I have a confession to make: I never winter water. Oh no, you must be thinking, how can she not follow all of the gardening guidelines spread across the internet and written in books by many famous gardeners? Well, once again I look to Mother Nature’s teachings when tending to my own wildlife garden. Taking care of the gardens is easier on the gardener when you follow what you see out in natural settings, and most of the time is better for the plants as well. So when it comes to winter watering, I let nature do it for me. Living in a Zone 4a/5b ecosystem has its advantages sometimes. Unlike the south where plants never really die or go dormant, here the ground freezes solid and the plants snuggle in for a nap. Sometimes they have a blanket of snow to snuggle under, and other years the ground is bare and brown. But does bare and brown mean I need to drag a hose around to gardens to “help them out”? I hardly think so.

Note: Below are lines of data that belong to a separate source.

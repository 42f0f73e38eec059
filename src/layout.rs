// SPDX-FileCopyrightText: 2020 Robin Krahl <robin.krahl@ireas.org>
// SPDX-License-Identifier: Apache-2.0 or MIT

//! Percentage-based page layout.
//!
//! Report tools describe their page layout once, as a set of named boxes in page-relative
//! percentages, and then draw into the absolute rectangles that fall out of the current page
//! geometry.  The [`BoxLayout`][] stores the percentage rectangles and a spacing setting;
//! [`BoxLayout::resolve`][] maps them into a margin rectangle.  Resolution is a pure function
//! of the registered boxes and the margin rectangle, so it can be repeated whenever the page
//! size changes without accumulating state.
//!
//! Percentages run left to right and top to bottom: the box `(0, 0, 100, 5)` is a bar across
//! the top of the page.
//!
//! [`BoxLayout`]: struct.BoxLayout.html
//! [`BoxLayout::resolve`]: struct.BoxLayout.html#method.resolve

use crate::Rect;

/// A registry of named percentage boxes.
///
/// Box names are free-form, case-sensitive and document-local.  Registering the same name
/// twice creates a second independent entry; lookups return the first match.
#[derive(Clone, Debug)]
pub struct BoxLayout {
    boxes: Vec<(String, Rect)>,
    spacing: f64,
    spacing_percent: bool,
}

impl BoxLayout {
    /// Creates an empty layout with the default spacing of 5 points.
    pub fn new() -> BoxLayout {
        BoxLayout {
            boxes: Vec::new(),
            spacing: 5.0,
            spacing_percent: false,
        }
    }

    /// Registers a named box given as percentages of the page margin rectangle.
    ///
    /// The percentages are clamped to `[0, 100]`; the call fails if they do not span a
    /// rectangle afterwards.  `y_min_percent` addresses the top edge of the box, measured from
    /// the top of the margin rectangle.
    pub fn add_box(
        &mut self,
        name: &str,
        x_min_percent: f64,
        y_min_percent: f64,
        x_max_percent: f64,
        y_max_percent: f64,
    ) -> bool {
        let clamp = |v: f64| v.max(0.0).min(100.0);
        let (x0, y0, x1, y1) = (
            clamp(x_min_percent),
            clamp(y_min_percent),
            clamp(x_max_percent),
            clamp(y_max_percent),
        );
        if x0 >= x1 || y0 >= y1 {
            return false;
        }
        self.boxes.push((
            name.to_owned(),
            Rect {
                x_min: x0,
                y_min: y0,
                x_max: x1,
                y_max: y1,
            },
        ));
        true
    }

    /// Sets the uniform inward deflation applied to every resolved box.
    ///
    /// If `percent` is set, the spacing is interpreted per axis as a percentage of the box
    /// range, otherwise as an absolute length in points.
    pub fn set_spacing(&mut self, amount: f64, percent: bool) {
        self.spacing = amount;
        self.spacing_percent = percent;
    }

    /// Returns the number of registered boxes.
    pub fn len(&self) -> usize {
        self.boxes.len()
    }

    /// Returns true if no box has been registered.
    pub fn is_empty(&self) -> bool {
        self.boxes.is_empty()
    }

    /// Returns the index of the first box registered under the given name.
    pub fn find(&self, name: &str) -> Option<usize> {
        self.boxes.iter().position(|(id, _)| id == name)
    }

    /// Resolves every registered box against the given margin rectangle.
    ///
    /// The result has one rectangle per registered box, in registration order.  Percentage
    /// y coordinates are anchored at the top of the margin rectangle, matching the reading
    /// order of a report layout; the returned rectangles are in page coordinates (y up).  Each
    /// rectangle is deflated by the configured spacing.
    pub fn resolve(&self, margins: Rect) -> Vec<Rect> {
        self.boxes
            .iter()
            .map(|(_, pct)| {
                Rect::new(
                    margins.x_min + 0.01 * pct.x_min * margins.x_range(),
                    margins.y_max - 0.01 * pct.y_max * margins.y_range(),
                    margins.x_min + 0.01 * pct.x_max * margins.x_range(),
                    margins.y_max - 0.01 * pct.y_min * margins.y_range(),
                )
                .deflated(self.spacing, self.spacing_percent)
            })
            .collect()
    }
}

impl Default for BoxLayout {
    fn default() -> BoxLayout {
        BoxLayout::new()
    }
}

/// Fits the given rectangle to the given width-to-height ratio.
///
/// With `shrink` set, one axis is reduced so that the result fits inside `r` with the requested
/// ratio, re-centered along the reduced axis (letterboxing).  Without `shrink`, the box grows
/// around its center instead.  A degenerate rectangle or a non-positive ratio is returned
/// unchanged.
pub fn fit_rect(r: Rect, x_to_y_ratio: f64, shrink: bool) -> Rect {
    let (mut x, mut y) = (r.x_min, r.y_min);
    let (mut dx, mut dy) = (r.x_range(), r.y_range());
    if x_to_y_ratio <= 0.0 || dx <= 0.0 || dy <= 0.0 {
        return r;
    }

    if x_to_y_ratio > dx / dy {
        // relatively wider than the box
        if shrink {
            let fit = dx / x_to_y_ratio;
            y += (dy - fit) / 2.0;
            dy = fit;
        } else {
            let fit = dy * x_to_y_ratio;
            x -= (fit - dx) / 2.0;
            dx = fit;
        }
    } else if shrink {
        let fit = dy * x_to_y_ratio;
        x += (dx - fit) / 2.0;
        dx = fit;
    } else {
        let fit = dx / x_to_y_ratio;
        y -= (fit - dy) / 2.0;
        dy = fit;
    }

    Rect::with_size(x, y, dx, dy)
}

#[cfg(test)]
mod tests {
    use super::*;

    const EPS: f64 = 1e-9;

    fn close(a: f64, b: f64) -> bool {
        (a - b).abs() < 1e-6
    }

    #[test]
    fn resolve_keeps_relative_position_across_sizes() {
        let mut layout = BoxLayout::new();
        layout.set_spacing(0.0, false);
        assert!(layout.add_box("MAP", 10.0, 20.0, 60.0, 90.0));

        for margins in &[
            Rect::new(10.0, 10.0, 585.0, 832.0),
            Rect::new(10.0, 10.0, 832.0, 585.0),
            Rect::new(0.0, 0.0, 100.0, 100.0),
        ] {
            let resolved = layout.resolve(*margins)[0];
            assert!(close(
                (resolved.x_min - margins.x_min) / margins.x_range(),
                0.10
            ));
            assert!(close(
                (resolved.x_max - margins.x_min) / margins.x_range(),
                0.60
            ));
            // y percentages are measured from the top edge
            assert!(close(
                (margins.y_max - resolved.y_max) / margins.y_range(),
                0.20
            ));
            assert!(close(
                (margins.y_max - resolved.y_min) / margins.y_range(),
                0.90
            ));
        }
    }

    #[test]
    fn resolve_applies_spacing() {
        let mut layout = BoxLayout::new();
        layout.set_spacing(2.0, false);
        layout.add_box("A", 0.0, 0.0, 100.0, 100.0);
        let margins = Rect::new(0.0, 0.0, 100.0, 200.0);
        let resolved = layout.resolve(margins)[0];
        assert_eq!(resolved, Rect::new(2.0, 2.0, 98.0, 198.0));
    }

    #[test]
    fn add_box_clamps_and_rejects_empty() {
        let mut layout = BoxLayout::new();
        assert!(!layout.add_box("EMPTY", 50.0, 0.0, 50.0, 100.0));
        assert!(!layout.add_box("INVERTED", 80.0, 0.0, 20.0, 100.0));
        // spans [0,100] x [0,100] after clamping
        assert!(layout.add_box("FULL", -10.0, -10.0, 110.0, 110.0));
        layout.set_spacing(0.0, false);
        let resolved = layout.resolve(Rect::new(0.0, 0.0, 10.0, 10.0));
        assert_eq!(resolved[0], Rect::new(0.0, 0.0, 10.0, 10.0));
    }

    #[test]
    fn duplicate_names_resolve_to_first_entry() {
        let mut layout = BoxLayout::new();
        layout.add_box("TITLE", 0.0, 0.0, 100.0, 10.0);
        layout.add_box("TITLE", 0.0, 10.0, 100.0, 20.0);
        assert_eq!(layout.find("TITLE"), Some(0));
        assert_eq!(layout.find("missing"), None);
    }

    #[test]
    fn fit_shrinks_wide_content_vertically() {
        // box 100x100, content twice as wide as tall
        let fit = fit_rect(Rect::new(0.0, 0.0, 100.0, 100.0), 2.0, true);
        assert!((fit.x_range() / fit.y_range() - 2.0).abs() < EPS);
        assert_eq!(fit.x_range(), 100.0);
        assert_eq!(fit.y_range(), 50.0);
        assert_eq!(fit.y_min, 25.0);
    }

    #[test]
    fn fit_shrinks_tall_content_horizontally() {
        let fit = fit_rect(Rect::new(0.0, 0.0, 100.0, 100.0), 0.5, true);
        assert!((fit.x_range() / fit.y_range() - 0.5).abs() < EPS);
        assert_eq!(fit.y_range(), 100.0);
        assert_eq!(fit.x_range(), 50.0);
        assert_eq!(fit.x_min, 25.0);
    }

    #[test]
    fn fit_grows_when_not_shrinking() {
        let fit = fit_rect(Rect::new(0.0, 0.0, 100.0, 100.0), 2.0, false);
        assert!((fit.x_range() / fit.y_range() - 2.0).abs() < EPS);
        assert_eq!(fit.y_range(), 100.0);
        assert_eq!(fit.x_range(), 200.0);
        assert_eq!(fit.x_min, -50.0);
    }

    #[test]
    fn fit_is_idempotent_and_contained() {
        let r = Rect::new(3.0, 7.0, 113.0, 44.0);
        for &ratio in &[0.1, 0.75, 1.0, 4.0/3.0, 10.0] {
            let once = fit_rect(r, ratio, true);
            let twice = fit_rect(once, ratio, true);
            assert!((once.x_min - twice.x_min).abs() < EPS);
            assert!((once.y_min - twice.y_min).abs() < EPS);
            assert!((once.x_range() - twice.x_range()).abs() < EPS);
            assert!((once.y_range() - twice.y_range()).abs() < EPS);
            assert!((once.x_range() / once.y_range() - ratio).abs() < 1e-6);
            assert!(once.x_range() <= r.x_range() + EPS);
            assert!(once.y_range() <= r.y_range() + EPS);
        }
    }

    #[test]
    fn fit_leaves_degenerate_input_unchanged() {
        let r = Rect::new(5.0, 5.0, 5.0, 10.0);
        assert_eq!(fit_rect(r, 2.0, true), r);
        let r = Rect::new(0.0, 0.0, 10.0, 10.0);
        assert_eq!(fit_rect(r, 0.0, true), r);
    }
}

Gardeners are told that in order to ensure a plant’s survival we must water in winter if there is no snow cover and if the temperatures rise above freezing. I’ve always wondered why, and have tried to find the answer to this question many times. The theory is that the roots will dry out, and the plants will die or suffer. Maybe that is the case, but then wouldn’t most of our natural ecosystems be dead by now? Nobody drags a hose around in nature, yet our national parks, forests and open spaces are some of the most beautiful places on earth. Plants have their own survival tricks and sometimes by “helping them out” we gardeners can cause more harm than good. Watering a plant with ice cold water from the tap often creates a sheet of ice over the leaves and tops of the crown, resulting in more die back than if the plant was left to its own resources. Watering a plant with hot water to “help it defrost” isn’t really much help either. When the air temperature is above freezing, but the ground itself is frozen, watering seems like such an unnecessary thing to do. Would you like water thrown on top of you while you were sleeping? Seems like a rude awakening to me.
Winters can be harsh and plants will sometimes die but that is part of the natural cycle of a garden. You can hedge your bets if you like and water during the winter. Maybe it will pay off or maybe you’ll just be adding more work for yourself. I play in the snow instead of dragging around a hose. What do you do in your gardens if you live in cold places in the winters?